Now Texas Says DraftKings And FanDuel Are Gambling
Problems keep mounting for daily fantasy sports sites DraftKings and FanDuel, which have faced a slew of legal and regulatory challenges since an alleged insider betting controversy last year threw light on the legal ambiguities of their operations.
Texas Attorney General Ken Paxton today issued his opinion that daily fantasy sports is prohibited gaming as long as companies like DraftKings and FanDuel are taking a cut in participants’ bets.
“Simply put, it is prohibited gambling in Texas if you bet on the performance of a participant in a sporting event and the house takes a cut,” Paxton writes. Though the Attorney General’s finding won’t ban daily fantasy sports outright, it does provide guidance for state courts to do so under Texas law.
Curbing their businesses in Texas could have a major impact on daily fantasy sites’ bottom lines. Texas accounted for about 300,000 unique paying players in 2015, or about 8 percent of the total market of active paying players, according to research cited by Legal Sports Report. Texas is estimated to be among the top 5 markets for both DraftKings and FanDuel.
The two companies say they disagree with Paxton’s opinion. “[It’s] predicated on a fundamental misunderstanding of daily fantasy sports,” Randy Mastro, a lawyer for DraftKings, said in an emailed statement to WIRED. FanDuel went further, saying that the advisory opinion didn’t just misunderstand the facts about fantasy sports, but also misinterpreted the law.
Chance Versus Skill
The heart of the issue is whether daily fantasy sports is a game of skill or a game of chance—and how much chance exactly is involved. States have different laws—and different tests—to determine whether games are legal, depending whether skill or chance dominates. But as Chris Grove, an industry expert and editor of Legal Sports Report, recently told WIRED, there’s no universal test for quantifying the distribution of skill and chance in outcomes of a given game. “It’s fundamentally a matter of opinion,” Grove said. “It’s one of the single most frustrating points of gambling law.”

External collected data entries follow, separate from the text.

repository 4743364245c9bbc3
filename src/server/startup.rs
use time::Duration;
use tower_http::cors::{Any, CorsLayer};
use tower_sessions::{cookie::SameSite, Expiry, SessionManagerLayer};
use tower_sessions_sqlx_store::SqliteStore;

use crate::server::{config::Config, error::AppError};

/// Days of inactivity after which a session expires.
const SESSION_EXPIRY_DAYS: i64 = 7;

/// Connects to the Sqlite database and runs pending migrations.
///
/// Establishes a connection pool to the Sqlite database using the connection string from
/// configuration, then automatically runs all pending SeaORM migrations to ensure the database
/// schema is up-to-date. Migrations also seed the "Manager" and "Delivery crew" groups.
///
/// # Arguments
/// - `config` - Application configuration containing the database URL
///
/// # Returns
/// - `Ok(DatabaseConnection)` - Connected database with migrations applied
/// - `Err(AppError)` - Failed to connect to database or run migrations
pub async fn connect_to_database(config: &Config) -> Result<sea_orm::DatabaseConnection, AppError> {
    use migration::{Migrator, MigratorTrait};
    use sea_orm::{ConnectOptions, Database};

    let mut opt = ConnectOptions::new(&config.database_url);
    opt.sqlx_logging(false);

    let db = Database::connect(opt).await?;

    Migrator::up(&db, None).await?;

    Ok(db)
}

/// Creates the session layer backed by the application's Sqlite pool.
///
/// The session table is created on first start. Sessions expire after seven days of
/// inactivity.
///
/// # Arguments
/// - `db` - Connected database whose pool also stores sessions
/// - `config` - Whether the session cookie requires HTTPS
///
/// # Returns
/// - `Ok(SessionManagerLayer)` - Layer to wrap the API router with
/// - `Err(AppError::SqlxErr)` - Failed to create the session table
pub async fn connect_to_session(
    db: &sea_orm::DatabaseConnection,
    config: &Config,
) -> Result<SessionManagerLayer<SqliteStore>, AppError> {
    let pool = db.get_sqlite_connection_pool();
    let session_store = SqliteStore::new(pool.clone());

    session_store.migrate().await?;

    Ok(SessionManagerLayer::new(session_store)
        .with_secure(config.session_secure)
        .with_same_site(SameSite::Lax)
        .with_expiry(Expiry::OnInactivity(Duration::days(SESSION_EXPIRY_DAYS))))
}

/// Allows browser clients on other origins to call the API.
pub fn cors_layer() -> CorsLayer {
    CorsLayer::new()
        .allow_origin(Any)
        .allow_methods(Any)
        .allow_headers(Any)
}
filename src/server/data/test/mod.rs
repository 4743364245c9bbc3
mod cart;
mod category;
mod group;
mod order;
mod user;
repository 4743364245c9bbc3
pub mod auth;
pub mod session;

#[cfg(test)]
mod test;
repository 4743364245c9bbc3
use sea_orm_migration::{prelude::*, schema::*};

use super::m20261018_000001_create_user_table::User;

#[derive(DeriveMigrationName)]
pub struct Migration;

#[async_trait::async_trait]
impl MigrationTrait for Migration {
    async fn up(&self, manager: &SchemaManager) -> Result<(), DbErr> {
        manager
            .create_table(
                Table::create()
                    .table(Order::Table)
                    .if_not_exists()
                    .col(pk_auto(Order::Id))
                    .col(integer(Order::UserId))
                    .col(integer_null(Order::DeliveryCrewId))
                    .col(
                        ColumnDef::new(Order::Status)
                            .boolean()
                            .not_null()
                            .default(false),
                    )
                    .col(double(Order::Total))
                    .col(
                        ColumnDef::new(Order::Date)
                            .timestamp_with_time_zone()
                            .not_null(),
                    )
                    .foreign_key(
                        ForeignKey::create()
                            .name("fk_orders_user_id")
                            .from(Order::Table, Order::UserId)
                            .to(User::Table, User::Id)
                            .on_delete(ForeignKeyAction::Cascade)
                            .on_update(ForeignKeyAction::Cascade),
                    )
                    .foreign_key(
                        ForeignKey::create()
                            .name("fk_orders_delivery_crew_id")
                            .from(Order::Table, Order::DeliveryCrewId)
                            .to(User::Table, User::Id)
                            .on_delete(ForeignKeyAction::SetNull)
                            .on_update(ForeignKeyAction::Cascade),
                    )
                    .to_owned(),
            )
            .await?;

        manager
            .create_index(
                Index::create()
                    .name("idx_orders_date")
                    .table(Order::Table)
                    .col(Order::Date)
                    .to_owned(),
            )
            .await
    }

    async fn down(&self, manager: &SchemaManager) -> Result<(), DbErr> {
        manager
            .drop_table(Table::drop().table(Order::Table).to_owned())
            .await
    }
}

#[derive(DeriveIden)]
pub enum Order {
    #[sea_orm(iden = "orders")]
    Table,
    Id,
    UserId,
    DeliveryCrewId,
    Status,
    Total,
    Date,
}
use sea_orm::entity::prelude::*;

/// Membership of a user in an authorization group.
#[derive(Clone, Debug, PartialEq, Eq, DeriveEntityModel)]
#[sea_orm(table_name = "user_group")]
pub struct Model {
    #[sea_orm(primary_key)]
    pub id: i32,
    pub user_id: i32,
    pub group_id: i32,
}

#[derive(Copy, Clone, Debug, EnumIter, DeriveRelation)]
pub enum Relation {
    #[sea_orm(
        belongs_to = "super::user::Entity",
        from = "Column::UserId",
        to = "super::user::Column::Id",
        on_update = "Cascade",
        on_delete = "Cascade"
    )]
    User,
    #[sea_orm(
        belongs_to = "super::group::Entity",
        from = "Column::GroupId",
        to = "super::group::Column::Id",
        on_update = "Cascade",
        on_delete = "Cascade"
    )]
    Group,
}

impl Related<super::user::Entity> for Entity {
    fn to() -> RelationDef {
        Relation::User.def()
    }
}

impl Related<super::group::Entity> for Entity {
    fn to() -> RelationDef {
        Relation::Group.def()
    }
}

impl ActiveModelBehavior for ActiveModel {}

Even the Unlawful Internet Gambling Enforcement Act of 2006—the federal law banning online gambling that carved out an exception for fantasy sports—doesn’t supplant state law, legal experts have pointed out—which means the legality of daily fantasy sports may wind up being determined on a state-by-state basis.

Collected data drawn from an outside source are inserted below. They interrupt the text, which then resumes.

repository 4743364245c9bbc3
use super::*;

/// Tests logging in with a correct username and password.
///
/// Expected: Ok(User) carrying the user's group names
#[tokio::test]
async fn logs_in_with_valid_credentials() -> Result<(), AppError> {
    let test = TestBuilder::new().with_auth_tables().build().await.unwrap();
    let db = test.db.as_ref().unwrap();

    let manager = UserFactory::new(db)
        .username("mario")
        .group(factory::group::MANAGER)
        .build()
        .await?;

    let user = AuthService::new(db)
        .login("mario", DEFAULT_PASSWORD.to_string())
        .await?;

    assert_eq!(user.id, manager.id);
    assert_eq!(user.groups, vec!["Manager".to_string()]);

    Ok(())
}

/// Tests that a wrong password is rejected.
///
/// Expected: Err(AuthError::InvalidCredentials)
#[tokio::test]
async fn rejects_wrong_password() -> Result<(), AppError> {
    let test = TestBuilder::new().with_auth_tables().build().await.unwrap();
    let db = test.db.as_ref().unwrap();

    UserFactory::new(db).username("mario").build().await?;

    let result = AuthService::new(db)
        .login("mario", "not-the-password".to_string())
        .await;

    assert!(matches!(
        result,
        Err(AppError::AuthErr(AuthError::InvalidCredentials))
    ));

    Ok(())
}

/// Tests that an unknown username gets the same error as a wrong password.
///
/// Expected: Err(AuthError::InvalidCredentials)
#[tokio::test]
async fn rejects_unknown_username() -> Result<(), AppError> {
    let test = TestBuilder::new().with_auth_tables().build().await.unwrap();
    let db = test.db.as_ref().unwrap();

    let result = AuthService::new(db)
        .login("nobody", DEFAULT_PASSWORD.to_string())
        .await;

    assert!(matches!(
        result,
        Err(AppError::AuthErr(AuthError::InvalidCredentials))
    ));

    Ok(())
}
use super::*;

/// Tests converting a cart into an order.
///
/// Verifies the total is the sum of the line prices, each cart line becomes an order
/// item, and the cart is emptied.
///
/// Expected: Ok(Order) with two items and total 31.00
#[tokio::test]
async fn places_order_from_cart() -> Result<(), AppError> {
    let test = TestBuilder::new()
        .with_restaurant_tables()
        .build()
        .await
        .unwrap();
    let db = test.db.as_ref().unwrap();

    let customer = factory::create_user(db).await?;
    let salad = MenuItemFactory::new(db).price(money(1250)).build().await?;
    let bread = MenuItemFactory::new(db).price(money(300)).build().await?;
    factory::create_cart_item(db, customer.id, &salad, 2).await?;
    factory::create_cart_item(db, customer.id, &bread, 2).await?;

    let user = load_user(db, customer.id).await?;
    let order = OrderService::new(db).place(&user).await?;

    assert_eq!(order.user_id, customer.id);
    assert!(!order.status);
    assert!(order.delivery_crew.is_none());
    assert_eq!(order.total, money(3100));
    assert_eq!(order.items.len(), 2);
    assert_eq!(order.items[0].menuitem.id, salad.id);
    assert_eq!(order.items[0].quantity, 2);
    assert_eq!(order.items[0].unit_price, money(1250));
    assert_eq!(order.items[0].price, money(2500));
    assert_eq!(order.items[1].price, money(600));

    let cart = CartRepository::new(db).get_by_user(customer.id).await?;
    assert!(cart.is_empty());

    Ok(())
}

/// Tests that placing an order with an empty cart is rejected.
///
/// Expected: Err(AppError::BadRequest) and no order created
#[tokio::test]
async fn rejects_empty_cart() -> Result<(), AppError> {
    let test = TestBuilder::new()
        .with_restaurant_tables()
        .build()
        .await
        .unwrap();
    let db = test.db.as_ref().unwrap();

    let customer = factory::create_user(db).await?;
    let user = load_user(db, customer.id).await?;

    let result = OrderService::new(db).place(&user).await;

    assert!(matches!(result, Err(AppError::BadRequest(_))));
    assert_eq!(Order::find().count(db).await?, 0);

    Ok(())
}

/// Tests that delivery crew cannot place orders.
///
/// Expected: Err(AuthError::AccessDenied)
#[tokio::test]
async fn rejects_delivery_crew() -> Result<(), AppError> {
    let test = TestBuilder::new()
        .with_restaurant_tables()
        .build()
        .await
        .unwrap();
    let db = test.db.as_ref().unwrap();

    let crew = factory::create_delivery_crew(db).await?;
    let item = factory::create_menu_item(db).await?;
    factory::create_cart_item(db, crew.id, &item, 1).await?;

    let user = load_user(db, crew.id).await?;
    let result = OrderService::new(db).place(&user).await;

    assert!(matches!(
        result,
        Err(AppError::AuthErr(AuthError::AccessDenied(_, _)))
    ));

    Ok(())
}

/// Tests that a failure part way through placement changes nothing.
///
/// The order item table is left out so inserting the first item fails after the order row
/// has been written inside the transaction.
///
/// Expected: Err and the cart is intact with no order persisted
#[tokio::test]
async fn leaves_cart_untouched_on_failure() -> Result<(), AppError> {
    let test = TestBuilder::new()
        .with_auth_tables()
        .with_table(Category)
        .with_table(MenuItem)
        .with_table(Cart)
        .with_table(Order)
        .build()
        .await
        .unwrap();
    let db = test.db.as_ref().unwrap();

    let customer = factory::create_user(db).await?;
    let item = factory::create_menu_item(db).await?;
    factory::create_cart_item(db, customer.id, &item, 2).await?;

    let user = load_user(db, customer.id).await?;
    let result = OrderService::new(db).place(&user).await;

    assert!(matches!(result, Err(AppError::DbErr(_))));
    assert_eq!(CartRepository::new(db).get_by_user(customer.id).await?.len(), 1);
    assert_eq!(Order::find().count(db).await?, 0);

    Ok(())
}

Paxton’s opinion comes in the wake of five other state attorneys general laying out their positions on daily fantasy sports. The most contentious battlefront is New York, where Attorney General Eric Schneiderman briefly ordered both businesses to halt operations. The shutdown didn’t last—a higher court ruled the businesses could continue running while the appeals process ran its course—but across the US, the basic legality of daily fantasy sports is very much on trial.